While reviews of Charlie the Chatbot at its inception suggested the tool was somewhat unimpressive , the cost to develop and maintain it were not.
New documents tabled in Parliament this week reveal that taxpayers paid over $18 million since fiscal year 2018-2019 to develop and operate Charlie the Chatbot, with the bulk of spending beginning with its wide-scale launch in 2021-2022.
The agency says the bulk of that cost is salaries ($13.67 million), though that doesn’t include costs related to employee benefits and travel if necessary for the project. Another $3.21 million was spent on IT consultants for the project.
“Obviously, it’s a lot of taxpayer money,” said Conservative national revenue critic Gérard Deltell. “We have to recognize that 33 per cent, it’s not satisfactory at all.”
Over its nearly six years of existence, people have started over seven million “conversations” with Charlie and asked over 18 million questions, the agency said.
The document also confirms that the CRA’s chatbot has struggled to provide consistently accurate information.
The agency said there was a period where the measured “accuracy threshold” of the tool was 70 per cent, suggesting it offered inaccurate responses to the CRA’s testers 30 per cent of the time.
In November, the agency upgraded Charlie to a generative AI chatbot (closer to ChatGPT) that could respond to more questions. The agency says pre-release testing of AI Charlie suggested an accuracy rate of “approximately 90%.”
But “the exact number of questions the Generative Artificial Intelligence chatbot has answered correctly cannot be precisely determined without conducting a comprehensive review of all interaction transcripts,” the CRA added.
The data provided by the tax agency to Parliamentarians also suggests users come to Charlie with a very wide range of questions.
This year, Charlie was asked hundreds of thousands of questions on individual taxes in the months leading up to the April 30 filing deadline. Between February and April, it was also asked over 430,000 questions about the agency’s “electronic services.”
Charlie also received thousands of interactions this year about business income tax, benefits and credits, updating personal information, tax balances, payments and how to contact the agency.
In 2024, Charlie received nearly 180,000 interactions categorized as “chit chat.”
On Thursday, the CRA released the results of its “100-day service improvement plan” demanded by Finance Minister François-Philippe Champagne.
The agency said it doubled its responsiveness during the fall thanks in part to rehiring or extending the contracts of over 1,200 call centre employees and improving some digital services including Charlie the Chatbot.
“The GenAI chatbot beta can now answer a wider range of questions, including more complex ones for businesses, such as tax credits and compliance information,” reads a press release .

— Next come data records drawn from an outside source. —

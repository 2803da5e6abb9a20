//! Configuration types for the fail2ban agent.

use crate::policy::JailPolicy;
use serde::{Deserialize, Serialize};
use std::net::SocketAddr;
use std::time::Duration;

/// Root configuration for the fail2ban agent.
#[derive(Debug, Clone, Default, Deserialize, Serialize)]
pub struct Config {
    /// Ban thresholds.
    #[serde(default)]
    pub jail: JailConfig,

    /// External address set.
    #[serde(default)]
    pub ip_set: IpSetConfig,

    /// Infraction store.
    #[serde(default)]
    pub store: StoreConfig,

    /// Background reconciliation.
    #[serde(default)]
    pub reconciler: ReconcilerConfig,

    /// Reporting endpoint.
    #[serde(default)]
    pub server: ServerConfig,
}

/// Ban thresholds, in fail2ban jail terms.
#[derive(Debug, Clone, Deserialize, Serialize)]
pub struct JailConfig {
    /// Infractions within `find_time_seconds` that trigger a ban.
    #[serde(default = "default_max_retry")]
    pub max_retry: usize,

    /// Sliding window length.
    #[serde(default = "default_find_time")]
    pub find_time_seconds: u64,

    /// Ban length after the most recent qualifying infraction.
    #[serde(default = "default_ban_time")]
    pub ban_time_seconds: u64,
}

impl Default for JailConfig {
    fn default() -> Self {
        Self {
            max_retry: default_max_retry(),
            find_time_seconds: default_find_time(),
            ban_time_seconds: default_ban_time(),
        }
    }
}

impl JailConfig {
    pub fn policy(&self) -> JailPolicy {
        JailPolicy::new(self.max_retry, self.find_time_seconds, self.ban_time_seconds)
    }

    pub fn ban_time(&self) -> Duration {
        Duration::from_secs(self.ban_time_seconds)
    }
}

/// Upper bound of `find_time_seconds` and `ban_time_seconds`.
pub const MAX_TIME_SECONDS: u64 = 365 * 24 * 60 * 60;

fn default_max_retry() -> usize {
    3
}

fn default_find_time() -> u64 {
    600
}

fn default_ban_time() -> u64 {
    1800
}

/// Regional WAF IP set configuration.
#[derive(Debug, Clone, Deserialize, Serialize)]
pub struct IpSetConfig {
    /// Name of the IP set.
    #[serde(default = "default_ip_set_name")]
    pub name: String,

    /// AWS region (defaults to the CLI's configured region).
    #[serde(default)]
    pub region: Option<String>,

    /// Path to the AWS CLI.
    #[serde(default = "default_aws_cli")]
    pub aws_cli: String,

    /// Per-call timeout in milliseconds.
    #[serde(default = "default_ip_set_timeout")]
    pub timeout_ms: u64,
}

impl Default for IpSetConfig {
    fn default() -> Self {
        Self {
            name: default_ip_set_name(),
            region: None,
            aws_cli: default_aws_cli(),
            timeout_ms: default_ip_set_timeout(),
        }
    }
}

fn default_ip_set_name() -> String {
    "fail2ban".to_string()
}

fn default_aws_cli() -> String {
    "aws".to_string()
}

fn default_ip_set_timeout() -> u64 {
    30000
}

/// Infraction store backend.
#[derive(Debug, Clone, Copy, Default, Deserialize, Serialize, PartialEq, Eq)]
#[serde(rename_all = "lowercase")]
pub enum StoreBackend {
    /// Process-local, for a single instance.
    #[default]
    Memory,
    /// Redis, shared by every instance.
    Redis,
}

/// Infraction store configuration.
#[derive(Debug, Clone, Deserialize, Serialize)]
pub struct StoreConfig {
    #[serde(default)]
    pub backend: StoreBackend,

    /// Redis connection URL.
    #[serde(default = "default_redis_url")]
    pub redis_url: String,

    /// Record key prefix, keys are `<prefix>-<address>`.
    #[serde(default = "default_key_prefix")]
    pub key_prefix: String,

    /// Per-call timeout in milliseconds.
    #[serde(default = "default_store_timeout")]
    pub timeout_ms: u64,
}

impl Default for StoreConfig {
    fn default() -> Self {
        Self {
            backend: StoreBackend::default(),
            redis_url: default_redis_url(),
            key_prefix: default_key_prefix(),
            timeout_ms: default_store_timeout(),
        }
    }
}

fn default_redis_url() -> String {
    "redis://127.0.0.1:6379".to_string()
}

fn default_key_prefix() -> String {
    "aws-fail2ban".to_string()
}

fn default_store_timeout() -> u64 {
    5000
}

/// Reconciler schedule.
///
/// Jitter only smooths load across replicas; correctness never depends on
/// replicas sweeping at different times.
#[derive(Debug, Clone, Deserialize, Serialize)]
pub struct ReconcilerConfig {
    /// Base sweep period.
    #[serde(default = "default_period")]
    pub period_seconds: u64,

    /// Random extra delay added to each period.
    #[serde(default)]
    pub jitter_seconds: u64,

    /// Random delay before the startup back-fill.
    #[serde(default)]
    pub startup_jitter_seconds: u64,
}

impl Default for ReconcilerConfig {
    fn default() -> Self {
        Self {
            period_seconds: default_period(),
            jitter_seconds: 0,
            startup_jitter_seconds: 0,
        }
    }
}

fn default_period() -> u64 {
    60
}

/// Reporting endpoint configuration.
#[derive(Debug, Clone, Deserialize, Serialize)]
pub struct ServerConfig {
    /// Listen address.
    #[serde(default = "default_listen")]
    pub listen: SocketAddr,

    /// Serve the `/state/infractions` dump.
    #[serde(default)]
    pub expose_state: bool,
}

impl Default for ServerConfig {
    fn default() -> Self {
        Self {
            listen: default_listen(),
            expose_state: false,
        }
    }
}

fn default_listen() -> SocketAddr {
    SocketAddr::from(([0, 0, 0, 0], 8000))
}

impl Config {
    /// Load configuration from a YAML file.
    pub fn load(path: &std::path::Path) -> anyhow::Result<Self> {
        let content = std::fs::read_to_string(path)?;
        let expanded = expand_env_vars(&content);
        let config: Config = serde_yaml::from_str(&expanded)?;
        config.validate()?;
        Ok(config)
    }

    /// Validate configuration.
    pub fn validate(&self) -> anyhow::Result<()> {
        if self.jail.max_retry == 0 {
            anyhow::bail!("jail.max_retry must be at least 1");
        }
        if self.jail.find_time_seconds == 0 || self.jail.ban_time_seconds == 0 {
            anyhow::bail!("jail.find_time_seconds and jail.ban_time_seconds must be positive");
        }
        if self.jail.find_time_seconds > MAX_TIME_SECONDS
            || self.jail.ban_time_seconds > MAX_TIME_SECONDS
        {
            anyhow::bail!(
                "jail.find_time_seconds and jail.ban_time_seconds must not exceed {} (one year)",
                MAX_TIME_SECONDS
            );
        }

        if self.ip_set.name.trim().is_empty() {
            anyhow::bail!("ip_set.name is empty");
        }
        if self.ip_set.timeout_ms == 0 || self.store.timeout_ms == 0 {
            anyhow::bail!("timeouts must be positive");
        }

        if self.store.key_prefix.is_empty() {
            anyhow::bail!("store.key_prefix is empty");
        }
        if self.store.backend == StoreBackend::Redis && self.store.redis_url.is_empty() {
            anyhow::bail!("store.backend is redis but store.redis_url is empty");
        }

        if self.reconciler.period_seconds == 0 {
            anyhow::bail!("reconciler.period_seconds must be positive");
        }

        Ok(())
    }

    /// Generate example configuration YAML.
    pub fn example() -> String {
        r#"# Fail2ban Agent Configuration

# Ban thresholds (fail2ban jail options)
jail:
  max_retry: 3                 # Infractions that trigger a ban...
  find_time_seconds: 600       # ...within this window
  ban_time_seconds: 1800       # Ban length after the last qualifying infraction

# Regional WAFv2 IP set holding banned addresses
ip_set:
  name: "fail2ban"
  # region: "eu-west-1"        # Defaults to the AWS CLI's region
  aws_cli: "aws"
  timeout_ms: 30000

# Infraction store
store:
  backend: memory              # memory (single instance) or redis (shared)
  redis_url: "${REDIS_URL}"
  key_prefix: "aws-fail2ban"
  timeout_ms: 5000

# Background sweep that lifts expired bans
reconciler:
  period_seconds: 60
  jitter_seconds: 0            # Spread sweeps of several replicas
  startup_jitter_seconds: 0    # Spread simultaneous replica starts

# Reporting endpoint
server:
  listen: "0.0.0.0:8000"
  expose_state: false          # Serve /state/infractions
"#
        .to_string()
    }
}

/// Expand environment variables in the format ${VAR_NAME}.
fn expand_env_vars(content: &str) -> String {
    let mut result = content.to_string();
    let re = regex::Regex::new(r"\$\{([^}]+)\}").expect("valid env var pattern");

    for cap in re.captures_iter(content) {
        let var_name = &cap[1];
        let var_value = std::env::var(var_name).unwrap_or_default();
        result = result.replace(&cap[0], &var_value);
    }

    result
}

A spokesperson for the CRA did not answer questions by deadline about the cost of the chatbot at a time when developing such AI-powered tools is increasingly cheaper thanks to proliferating large-language model tools (such as ChatGPT).
National Post asked Charlie the Chatbot to explain why it cost $18 million to create and maintain, but the chatbot demurred.
“The context provided does not include specific information about the $18 million cost to create and maintain the CRA’s GenAI chatbot beta or any other system,” it responded while advising to contact the CRA.